Though Abrams bought the building on a whim, she quickly figured out what she wanted to do with it. Abrams had always loved spas and her husband loved to tease her about her propensity for creature comforts. If she took a shower, Abrams says, she’d “put my bathrobe in the dryer so it was warm when I got out. If we went on vacation, the first thing I’d look for is the spa. (My husband) loved that I did things like that.”
Abrams also knew before her business opened that, in addition to the usual spa services, she wanted to do something special for cancer patients, survivors and caregivers.
Shortly after purchasing the building, Abrams went to a tradeshow where she met Julie Bach of Wellness for Cancer, a non-profit that facilitates self-care and better lifestyle choices for those affected by cancer.
“She was literally the first person I met when I walked onto the show floor,” Abrams says, “that encounter planted the seed.”

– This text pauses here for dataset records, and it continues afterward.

use crate::server::service::handler::{KakikoService, healthz, midi_kakiko};
use axum::{
    Router,
    routing::{get, post},
};
use tower::ServiceBuilder;
use tower_http::{
    cors::{Any, CorsLayer},
    services::ServeDir,
    trace::TraceLayer,
};

/// Builds the application router.
///
/// Stored drive files are served as static content under `/files`, which is
/// where [`kakiko_core::pack::DrivePacker`] points their URLs.
pub fn router(service: KakikoService) -> Router {
    let files = ServeDir::new(service.drive_root());

    Router::new()
        .route("/api/midi_kakiko", post(midi_kakiko))
        .route("/healthz", get(healthz))
        .nest_service("/files", files)
        .layer(
            ServiceBuilder::new().layer(TraceLayer::new_for_http()).layer(
                CorsLayer::new()
                    .allow_origin(Any)
                    .allow_methods(Any)
                    .allow_headers(Any),
            ),
        )
        .with_state(service)
}

#[cfg(all(test, unix))]
mod tests {
    use super::*;
    use crate::server::config::ServerConfig;
    use axum::{
        body::{Body, to_bytes},
        http::{Request, StatusCode, header},
        response::Response,
    };
    use kakiko_core::converter::ConverterConfig;
    use std::path::Path;
    use std::time::Duration;
    use tempfile::TempDir;
    use tower::ServiceExt;

    struct Harness {
        _dir: TempDir,
        service: KakikoService,
    }

    /// Starts a service whose converter is a `/bin/sh` script with `body`.
    async fn harness(body: impl FnOnce(&Path) -> String) -> Harness {
        let dir = TempDir::new().unwrap();
        let script = dir.path().join("convert.sh");
        std::fs::write(&script, body(dir.path())).unwrap();

        let config = ServerConfig {
            converter: ConverterConfig::new("/bin/sh", script)
                .with_timeout(Duration::from_secs(5)),
            num_workers: 1,
            queue_depth: 2,
            shutdown_timeout: Duration::from_secs(1),
            drive_root: dir.path().join("drive"),
            public_base_url: "http://kakiko.test/".to_string(),
            name_suffix: true,
            caller_header: header::HeaderName::from_static("x-kakiko-user"),
            server_addr: "127.0.0.1:0".to_string(),
            uds: false,
        };
        let service = KakikoService::new(&config).await.unwrap();
        Harness { _dir: dir, service }
    }

    /// A converter that writes a small WAV stub and prints its path.
    fn producing(dir: &Path) -> String {
        let out = dir.join("tmp_0123456789abcdef.wav");
        format!(
            "printf 'RIFF' > '{out}'\nprintf '%s\\n' '{out}'\n",
            out = out.display()
        )
    }

    fn post_mml(body: &str, caller: Option<&str>) -> Request<Body> {
        let mut builder = Request::post("/api/midi_kakiko")
            .header(header::CONTENT_TYPE, "application/json");
        if let Some(caller) = caller {
            builder = builder.header("x-kakiko-user", caller);
        }
        builder.body(Body::from(body.to_string())).unwrap()
    }

    async fn body_bytes(response: Response) -> Vec<u8> {
        to_bytes(response.into_body(), usize::MAX)
            .await
            .unwrap()
            .to_vec()
    }

    async fn body_json(response: Response) -> serde_json::Value {
        serde_json::from_slice(&body_bytes(response).await).unwrap()
    }

    #[tokio::test]
    async fn converts_stores_and_serves_the_file() {
        let h = harness(producing).await;
        let app = router(h.service.clone());

        let response = app
            .clone()
            .oneshot(post_mml(r#"{"mml":"CDEFGAB"}"#, Some("alice")))
            .await
            .unwrap();
        assert_eq!(response.status(), StatusCode::OK);

        let json = body_json(response).await;
        assert_eq!(json["userId"], "alice");
        assert_eq!(json["comment"], "KAKIKO | MML:CDEFGAB");
        assert_eq!(json["type"], "audio/wav");
        assert_eq!(json["size"], 4);

        // YYYY-MM-DD_HH_MM_SS_xxxxxxxx
        let name = json["name"].as_str().unwrap();
        assert_eq!(name.len(), 28);
        assert_eq!(&name[10..11], "_");

        let url = json["url"].as_str().unwrap();
        let path = url.strip_prefix("http://kakiko.test").unwrap();
        assert!(path.starts_with("/files/"));
        assert!(path.ends_with(".wav"));

        let served = app
            .oneshot(Request::get(path).body(Body::empty()).unwrap())
            .await
            .unwrap();
        assert_eq!(served.status(), StatusCode::OK);
        assert_eq!(body_bytes(served).await, b"RIFF");
    }

    #[tokio::test]
    async fn anonymous_requests_are_stored_without_owner() {
        let h = harness(producing).await;

        let response = router(h.service.clone())
            .oneshot(post_mml(r#"{"mml":"C"}"#, None))
            .await
            .unwrap();
        assert_eq!(response.status(), StatusCode::OK);
        assert_eq!(body_json(response).await["userId"], serde_json::Value::Null);
    }

    #[tokio::test]
    async fn converter_failure_is_an_mml_syntax_error() {
        let h = harness(|_| "echo 'Data is empty.' >&2\nexit 1\n".to_string()).await;

        let response = router(h.service.clone())
            .oneshot(post_mml(r#"{"mml":"!!!invalid!!!"}"#, Some("alice")))
            .await
            .unwrap();
        assert_eq!(response.status(), StatusCode::BAD_REQUEST);

        let json = body_json(response).await;
        assert_eq!(json["error"]["code"], "MIDI_KAKIKO_ERROR");
        assert_eq!(json["error"]["message"], "MML Syntax Error.");
        assert_eq!(json["error"]["kind"], "client");
        let stored = std::fs::read_dir(h.service.drive_root()).unwrap().count();
        assert_eq!(stored, 0);
    }

    #[tokio::test]
    async fn missing_output_file_is_an_internal_error() {
        let h = harness(|_| "echo /nonexistent/tmp_gone.wav\n".to_string()).await;

        let response = router(h.service.clone())
            .oneshot(post_mml(r#"{"mml":"C"}"#, None))
            .await
            .unwrap();
        assert_eq!(response.status(), StatusCode::INTERNAL_SERVER_ERROR);

        let json = body_json(response).await;
        assert_eq!(json["error"]["code"], "INTERNAL_ERROR");
        assert!(!json.to_string().contains("nonexistent"));
    }

    #[tokio::test]
    async fn malformed_bodies_are_invalid_params() {
        let h = harness(producing).await;

        for body in [r#"{"mml":1}"#, r#"{}"#, r#"{"mml":"C","extra":true}"#, "not json"] {
            let response = router(h.service.clone())
                .oneshot(post_mml(body, None))
                .await
                .unwrap();
            assert_eq!(response.status(), StatusCode::BAD_REQUEST, "body: {body}");
            assert_eq!(body_json(response).await["error"]["code"], "INVALID_PARAM");
        }
    }

    #[tokio::test]
    async fn health_flips_and_conversions_are_refused_after_shutdown() {
        let h = harness(producing).await;
        let app = router(h.service.clone());

        let health = app
            .clone()
            .oneshot(Request::get("/healthz").body(Body::empty()).unwrap())
            .await
            .unwrap();
        assert_eq!(health.status(), StatusCode::OK);
        assert_eq!(body_bytes(health).await, b"SERVING");

        h.service.shutdown().await.unwrap();

        let health = app
            .clone()
            .oneshot(Request::get("/healthz").body(Body::empty()).unwrap())
            .await
            .unwrap();
        assert_eq!(health.status(), StatusCode::SERVICE_UNAVAILABLE);
        assert_eq!(body_bytes(health).await, b"NOT_SERVING");

        let response = app
            .oneshot(post_mml(r#"{"mml":"C"}"#, Some("alice")))
            .await
            .unwrap();
        assert_eq!(response.status(), StatusCode::SERVICE_UNAVAILABLE);
        assert_eq!(body_json(response).await["error"]["code"], "SERVICE_UNAVAILABLE");
    }
}
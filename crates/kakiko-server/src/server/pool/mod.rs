//! Bounded pool of conversion workers.
//!
//! - [`manager`] - [`manager::WorkerPool`], dispatch and graceful shutdown.
//! - [`request`] - Messages sent to workers.
//! - [`worker`] - The per-worker receive loop.

pub mod manager;
pub mod request;
pub mod worker;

After a few years, Abrams opened her facility in 2017 and, about a year later she, her therapists and front office team were trained by Wellness for Cancer. This training process educated her staff on how to better support those clients whose lives are touched by cancer.
It’s been about a year since that training, and Abrams says that Five Wellbeing has provided treatment to around 40 individuals who have either received a cancer diagnosis, survived the disease or who are acting as caretakers to someone fighting cancer. Her favorite treatments include the CBD massage and body scrub with Vichy rain shower, a treatment that can help soothe the skin and nail changes caused by chemotherapy.
Five Wellbeing, Abrams says, is a place where cancer patients can come and “not feel like a pin cushion” — a direct quote from one of her clients, she says.
“When you are sick, you’re told ‘no’ a lot,” Abrams says.
“Many spas turn people away when they have cancer because they don’t know what to do. We recognize that people who are sick want to be treated normally — just like we all do.”